The Applicable Tax Rebates

Apart from various taxes levied on company income, there are several provisions of tax rebates. Check a list of all these rebates below.

  • In some instances, domestic companies can deduct dividends received from other domestic companies.
  • Special provisions are applicable to venture funds and venture capital enterprises.
  • Moreover, there are deductions, in some cases, for the exports and new undertakings which differ for every company.
  • The infrastructure and power sources are subject to certain premises.
  • The business losses have the provision for carrying over for eight years maximum. 
  • In some cases, capital gains and dividends also have deduction provisions and are liable for interest.

The Corporate Tax Planning

Corporate tax planning is strategizing one’s financial business affairs to maximise profit and minimise payable tax.
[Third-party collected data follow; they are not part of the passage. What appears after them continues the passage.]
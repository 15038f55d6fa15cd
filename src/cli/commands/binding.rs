//! The `binding` subcommand.

use crate::binding::{BindingLibrary, BindingProject, template_project};
use crate::cli::args::BindingCommand;
use crate::config::AppConfig;
use crate::error::Result;
use crate::text::part::format_quantity;
use std::path::Path;

pub fn run(config_path: &Path, cmd: BindingCommand) -> Result<i32> {
    let config = AppConfig::load(config_path)?;
    let mut library = BindingLibrary::load(&config.binding_library)?;

    match cmd {
        BindingCommand::Show { index_part } => match index_part {
            Some(index) => match library.find_project(&index) {
                Some(project) => print_project(project),
                None => {
                    println!("No project bound to {}", index);
                    return Ok(1);
                }
            },
            None => {
                if library.is_empty() {
                    println!("Binding library is empty: {}", library.path().display());
                }
                for project in library.projects() {
                    print_project(project);
                }
            }
        },
        BindingCommand::Template => {
            library.add_project(template_project())?;
            println!("✓ Appended template project to {}", library.path().display());
        }
        BindingCommand::Export { target } => {
            library.export_csv(&target)?;
            println!(
                "✓ Exported {} projects to {}",
                library.projects().len(),
                target.display()
            );
        }
        BindingCommand::Import { source } => {
            library.import_csv(&source)?;
            println!(
                "✓ Imported {} projects from {}",
                library.projects().len(),
                source.display()
            );
        }
        BindingCommand::Remove { index_part } => {
            if library.remove_project(&index_part)? {
                println!("✓ Removed project bound to {}", index_part);
            } else {
                println!("No project bound to {}", index_part);
                return Ok(1);
            }
        }
    }

    Ok(0)
}

fn print_project(project: &BindingProject) {
    println!("{} ({})", project.project_desc, project.index_part_no);
    for group in &project.required_groups {
        println!("  [{}] x{}", group.group_name, format_quantity(group.number));
        for choice in &group.choices {
            let mut line = format!("    {}", choice.part_no);
            if !choice.desc.is_empty() {
                line.push_str("  ");
                line.push_str(&choice.desc);
            }
            if let Some(mode) = &choice.condition_mode {
                line.push_str(&format!(
                    "  [{} {}]",
                    mode,
                    choice.condition_part_nos.join("/")
                ));
            }
            println!("{}", line);
        }
    }
}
This considers the allowed benefits of deductions, rebates, and exemptions. Tax management is a risky and tricky business. Hence, most corporates with huge money at stake involve financial experts to take care of their taxation process. In India, various financial players also consult and implement the corporate tax. Due diligence and absolute awareness of all tax laws and corresponding rules and regulations must ensure healthy tax planning.

Corporate tax planning is different from tax evasion or non-payment. Tax planning is planning one’s finances in such a way that the payable tax amount becomes less. Also, there is an effort to increase the gains. One of the essential features of tax planning is that it is in line with the legal and financial rules that the government of India sets.

Conclusion

Taxes are primarily imposed after following the government’s budget and related factors. We hope that this article helped you generate an idea about the corporate tax in India and the associated aspects. Paying income tax on time is one of the primary duties of an Indian citizen. And knowing every bit of it is crucial. Besides this, the details to check the updated corporate tax will help you be up to date as well as informed.